El cenicero de mi mesa de trabajo, tenía la apariencia de un recipiente de
gusanos enroscados, llenos de ceniza.
La inspiración no me llegaba por el
constante asedio de un escuadrón de combate que me circundaba con el fin
explícito de perturbarme, causar mi desasosiego, y declarar la guerra.
Soy paciente, no me apresuro, y cuando
decido hacer algo, primero lo analizo; por eso, hice a un lado mí magnifico
escrito potencial, y me dediqué a observar al enemigo:
Los dípteros enviaban espías; hacían
recorridos, aparentemente sin sentido, para medir mis reacciones. Con la
agilidad y liviandad de bailarinas de ballet haciendo un pas couru, se desplazaban
rápidamente y paraban con elegancia; volvían a danzar hacia otro lado y se
agachaban, movían la cabeza y limpiaban sus grandes ojos con las patas
delanteras, recorriendo con su mirar los trescientos sesenta grados que les
permitía la naturaleza.
Veían a su objetivo, y procesaban la
información. Tal vez fuera para ellas un monstruo grande del tamaño de un
rascacielos, o se sentían como los miembros de un país pequeño defendiendo su
territorio, contra el primer agresor del mundo. Después de un rato de
vigilancia, elevaban el vuelo —supongo yo— para llevar la información al alto mando
encargado de planear el combate.
Lo cierto es que la colonia de Drosophila melanogaster estaba dispuesta a aniquilarme o
sucumbir en la contienda. No entendía el porqué de su odio contra mí, hasta que
después de un amplio análisis, comprendí que en efecto:
¡soy un matador de moscas
compulsivo!
No las soporto zumbándome
cerca de los oídos, o paradas en mis brazos y piernas, y menos aún, saboreando con sus patas mi comida,
contaminándola.
¡Las odio!
Así que acepté el reto, fui por el
matamoscas y comenzó la batalla. Me paré enfrente del escritorio y maté a dos
en pleno baile. Los escuadrones me asediaron por todos lados, rondándome por la
cabeza, cara, y demás zonas destapadas; yo tiraba manotazos a diestra y
siniestra, y el matamoscas hacía su labor en cada lance. Poco a poco, exterminé
a las invasoras del estudio y continué la persecución por el resto de la casa;
recorrí todos los cuartos y aunque eliminé a gran parte de las atacantes,
seguían llegando por cientos; las seguí hasta el sótano y descubrí su cuartel.

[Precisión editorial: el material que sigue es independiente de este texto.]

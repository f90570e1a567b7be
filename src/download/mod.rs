//! Download tracking shared between the profile's download handler and the
//! downloads dialog.

mod dialog;
mod row;

pub use dialog::DownloadsDialog;
pub use row::DownloadRow;

use std::cell::RefCell;
use std::collections::HashMap;
use std::path::PathBuf;
use std::rc::Rc;

// Thread-local shared state; everything download-related runs on the UI
// thread (the profile's handler, the dialog, and WebKit's signal emissions).
thread_local! {
    static DOWNLOAD_REGISTRY: RefCell<DownloadRegistry> = RefCell::new(DownloadRegistry::new());
    static CANCEL_CALLBACKS: RefCell<HashMap<u64, Box<dyn Fn()>>> = RefCell::new(HashMap::new());
}

/// Registry of all downloads raised during this session
struct DownloadRegistry {
    downloads: Vec<DownloadRecord>,
    next_id: u64,
    on_changed_callbacks: Vec<Rc<dyn Fn()>>,
}

impl DownloadRegistry {
    fn new() -> Self {
        Self {
            downloads: Vec::new(),
            next_id: 1,
            on_changed_callbacks: Vec::new(),
        }
    }
}

// Callbacks run with no registry borrow held, so they can read it back.
fn notify_subscribers() {
    let callbacks: Vec<_> =
        DOWNLOAD_REGISTRY.with(|registry| registry.borrow().on_changed_callbacks.to_vec());
    for callback in callbacks {
        callback();
    }
}

/// State of a download
#[derive(Debug, Clone, PartialEq)]
pub enum DownloadState {
    InProgress,
    Completed,
    Failed(String),
    Cancelled,
}

impl DownloadState {
    /// Terminal states admit no further transitions
    pub fn is_terminal(&self) -> bool {
        !matches!(self, DownloadState::InProgress)
    }
}

/// Bookkeeping for a single engine-raised download
#[derive(Debug, Clone)]
pub struct DownloadRecord {
    pub id: u64,
    pub suggested_name: String,
    /// Chosen save location; `None` until the save dialog is answered
    pub target_path: Option<PathBuf>,
    pub bytes_received: u64,
    pub bytes_total: u64,
    pub state: DownloadState,
}

impl DownloadRecord {
    /// Whole percent, `floor(received * 100 / total)`. `None` while the
    /// total is unknown (indeterminate progress).
    pub fn percent(&self) -> Option<u64> {
        if self.bytes_total == 0 {
            None
        } else {
            Some((self.bytes_received as u128 * 100 / self.bytes_total as u128) as u64)
        }
    }

    /// Progress as a fraction for a progress bar (0.0 to 1.0)
    pub fn fraction(&self) -> f64 {
        if self.bytes_total == 0 {
            0.0
        } else {
            self.bytes_received as f64 / self.bytes_total as f64
        }
    }

    /// Check if the download is still in progress
    pub fn is_active(&self) -> bool {
        matches!(self.state, DownloadState::InProgress)
    }

    /// Format received/total as a human readable string
    pub fn size_string(&self) -> String {
        if self.bytes_total > 0 {
            format!(
                "{} / {}",
                format_bytes(self.bytes_received),
                format_bytes(self.bytes_total)
            )
        } else {
            format_bytes(self.bytes_received)
        }
    }
}

/// Subscribe to registry changes (new records, progress, state transitions)
pub fn subscribe_to_changes<F: Fn() + 'static>(callback: F) {
    DOWNLOAD_REGISTRY.with(|registry| {
        registry
            .borrow_mut()
            .on_changed_callbacks
            .push(Rc::new(callback));
    });
}

/// Add a new download and return its ID
pub fn add_download(suggested_name: &str) -> u64 {
    let id = DOWNLOAD_REGISTRY.with(|registry| {
        let mut registry = registry.borrow_mut();
        let id = registry.next_id;
        registry.next_id += 1;

        registry.downloads.push(DownloadRecord {
            id,
            suggested_name: suggested_name.to_string(),
            target_path: None,
            bytes_received: 0,
            bytes_total: 0,
            state: DownloadState::InProgress,
        });
        id
    });
    log::info!("Download added: {} (id={})", suggested_name, id);
    notify_subscribers();
    id
}

/// Record the save location chosen for a download
pub fn set_target_path(id: u64, path: PathBuf) {
    let changed = DOWNLOAD_REGISTRY.with(|registry| {
        let mut registry = registry.borrow_mut();
        match registry.downloads.iter_mut().find(|d| d.id == id) {
            Some(record) => {
                record.target_path = Some(path);
                true
            }
            None => false,
        }
    });
    if changed {
        notify_subscribers();
    }
}

/// Mirror engine progress into a record. Ignored once the record is terminal.
pub fn update_progress(id: u64, received: u64, total: u64) {
    let changed = DOWNLOAD_REGISTRY.with(|registry| {
        let mut registry = registry.borrow_mut();
        match registry
            .downloads
            .iter_mut()
            .find(|d| d.id == id && !d.state.is_terminal())
        {
            Some(record) => {
                record.bytes_received = received;
                record.bytes_total = total;
                true
            }
            None => false,
        }
    });
    if changed {
        notify_subscribers();
    }
}

/// Transition a record's state. A record reaches a terminal state exactly
/// once; later transitions are ignored.
pub fn set_download_state(id: u64, state: DownloadState) {
    let changed = DOWNLOAD_REGISTRY.with(|registry| {
        let mut registry = registry.borrow_mut();
        match registry.downloads.iter_mut().find(|d| d.id == id) {
            Some(record) if !record.state.is_terminal() => {
                log::info!("Download {} state: {:?}", id, state);
                record.state = state;
                true
            }
            _ => false,
        }
    });
    if changed {
        notify_subscribers();
    }
}

/// Look up a single record
pub fn get_download(id: u64) -> Option<DownloadRecord> {
    DOWNLOAD_REGISTRY.with(|registry| {
        registry
            .borrow()
            .downloads
            .iter()
            .find(|d| d.id == id)
            .cloned()
    })
}

/// All records, newest first
pub fn all_downloads() -> Vec<DownloadRecord> {
    DOWNLOAD_REGISTRY.with(|registry| registry.borrow().downloads.iter().rev().cloned().collect())
}

/// Register the hook that cancels the underlying engine download
pub fn register_cancel_callback<F: Fn() + 'static>(id: u64, callback: F) {
    CANCEL_CALLBACKS.with(|callbacks| {
        callbacks.borrow_mut().insert(id, Box::new(callback));
    });
}

/// Cancel a download. Marks the record cancelled before the engine hook runs
/// so WebKit's failed signal cannot overwrite the state, and consumes the
/// hook so further cancellation is disabled.
pub fn cancel_download(id: u64) {
    let already_terminal = get_download(id).map(|d| d.state.is_terminal()).unwrap_or(true);
    if already_terminal {
        return;
    }

    set_download_state(id, DownloadState::Cancelled);
    let callback = CANCEL_CALLBACKS.with(|callbacks| callbacks.borrow_mut().remove(&id));
    if let Some(callback) = callback {
        callback();
    }
}

/// Drop the cancel hook once a download settles
pub fn remove_cancel_callback(id: u64) {
    CANCEL_CALLBACKS.with(|callbacks| {
        callbacks.borrow_mut().remove(&id);
    });
}

/// Format bytes as human readable string (KB, MB, GB)
fn format_bytes(bytes: u64) -> String {
    const KB: u64 = 1024;
    const MB: u64 = KB * 1024;
    const GB: u64 = MB * 1024;

    if bytes >= GB {
        format!("{:.1} GB", bytes as f64 / GB as f64)
    } else if bytes >= MB {
        format!("{:.1} MB", bytes as f64 / MB as f64)
    } else if bytes >= KB {
        format!("{:.0} KB", bytes as f64 / KB as f64)
    } else {
        format!("{} B", bytes)
    }
}

#[cfg(test)]
mod tests {
    use super::*;
    use std::cell::Cell;

    #[test]
    fn test_percent_is_floored() {
        let id = add_download("file.bin");
        update_progress(id, 1, 3);
        assert_eq!(get_download(id).unwrap().percent(), Some(33));
        update_progress(id, 2, 3);
        assert_eq!(get_download(id).unwrap().percent(), Some(66));
        update_progress(id, 3, 3);
        assert_eq!(get_download(id).unwrap().percent(), Some(100));
    }

    #[test]
    fn test_percent_unknown_total() {
        let id = add_download("file.bin");
        update_progress(id, 4096, 0);
        assert_eq!(get_download(id).unwrap().percent(), None);
        assert_eq!(get_download(id).unwrap().fraction(), 0.0);
    }

    #[test]
    fn test_percent_does_not_assume_monotonicity() {
        let id = add_download("file.bin");
        update_progress(id, 150, 100);
        assert_eq!(get_download(id).unwrap().percent(), Some(150));
    }

    #[test]
    fn test_terminal_state_is_reached_exactly_once() {
        let id = add_download("file.bin");
        set_download_state(id, DownloadState::Completed);
        set_download_state(id, DownloadState::Failed("late error".to_string()));
        assert_eq!(get_download(id).unwrap().state, DownloadState::Completed);
    }

    #[test]
    fn test_cancelled_download_never_completes() {
        let id = add_download("file.bin");
        cancel_download(id);
        assert_eq!(get_download(id).unwrap().state, DownloadState::Cancelled);

        // WebKit fires failed after a cancel, and finished after that
        set_download_state(id, DownloadState::Failed("cancelled".to_string()));
        set_download_state(id, DownloadState::Completed);
        assert_eq!(get_download(id).unwrap().state, DownloadState::Cancelled);
    }

    #[test]
    fn test_progress_frozen_after_terminal() {
        let id = add_download("file.bin");
        update_progress(id, 10, 100);
        cancel_download(id);
        update_progress(id, 50, 100);
        assert_eq!(get_download(id).unwrap().bytes_received, 10);
    }

    #[test]
    fn test_cancel_hook_runs_exactly_once() {
        let id = add_download("file.bin");
        let count = Rc::new(Cell::new(0));
        let count_for_hook = count.clone();
        register_cancel_callback(id, move || count_for_hook.set(count_for_hook.get() + 1));

        cancel_download(id);
        cancel_download(id);
        assert_eq!(count.get(), 1);
    }

    #[test]
    fn test_records_listed_newest_first() {
        let first = add_download("a.bin");
        let second = add_download("b.bin");
        let ids: Vec<u64> = all_downloads().iter().map(|d| d.id).collect();
        assert_eq!(ids, vec![second, first]);
    }

    #[test]
    fn test_format_bytes() {
        assert_eq!(format_bytes(512), "512 B");
        assert_eq!(format_bytes(2048), "2 KB");
        assert_eq!(format_bytes(5 * 1024 * 1024), "5.0 MB");
        assert_eq!(format_bytes(3 * 1024 * 1024 * 1024), "3.0 GB");
    }
}
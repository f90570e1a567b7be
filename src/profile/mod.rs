mod manager;

pub use manager::{BrowsingProfile, ProfileError};
mod imp;

use crate::application::VireoApplication;
use glib::subclass::prelude::*;
use gtk4::gio;
use gtk4::glib;
use url::Url;

glib::wrapper! {
    pub struct VireoWindow(ObjectSubclass<imp::VireoWindow>)
        @extends libadwaita::ApplicationWindow, gtk4::ApplicationWindow, gtk4::Window, gtk4::Widget,
        @implements gtk4::Accessible, gtk4::Buildable, gtk4::ConstraintTarget, gtk4::Native, gtk4::Root, gtk4::ShortcutManager, gio::ActionGroup, gio::ActionMap;
}

impl VireoWindow {
    pub fn new(app: &VireoApplication) -> Self {
        glib::Object::builder()
            .property("application", app)
            .build()
    }

    pub fn new_tab(&self, url: Option<&Url>) {
        self.imp().new_tab(url);
    }

    pub fn close_current_tab(&self) {
        self.imp().close_current_tab();
    }

    pub fn focus_url_bar(&self) {
        self.imp().focus_url_bar();
    }

    pub fn reload(&self) {
        self.imp().reload();
    }

    pub fn go_back(&self) {
        self.imp().go_back();
    }

    pub fn show_downloads(&self) {
        self.imp().show_downloads();
    }

    pub fn show_preferences(&self) {
        self.imp().show_preferences();
    }
}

Debajo de unos muebles viejos, se encontraba el cadáver del gato del vecino,
había sido atropellado, y llegó a morir en ese lugar. Lo encostalé,
lo tiré a la basura y proseguí mi lucha.
Yo sé que la guerra química está
prohibida por la ONU, pero ante tal avalancha de enemigos, tuve que recurrir a
un insecticida. No me llena de orgullo mi acción, pero dice un dicho que El fin justifica los medios. Así que peleé sucio y las
exterminé.
De vuelta al estudio, entre nubes de
un olor penetrante, me sentí como Napoleón después de una gran batalla. Flotaba
de satisfacción. Me acomodé frente a mi trabajo y decidido a recomenzar, hice
una pausa para tomar café. Lo acabé de un solo sorbo, y sentí en el paladar grumos rasposos...
Quise vomitarlos pero ya los había tragado.
Ahora experimento taquicardia, me duele
la cabeza, no puedo respirar ni moverme… estoy
cayendo de mi silla...
No sé dónde estoy. Todo es blanco a mí alrededor, veo frente a mí unos ojos
muy grandes que me observan detenidamente y concluyo que he perdido.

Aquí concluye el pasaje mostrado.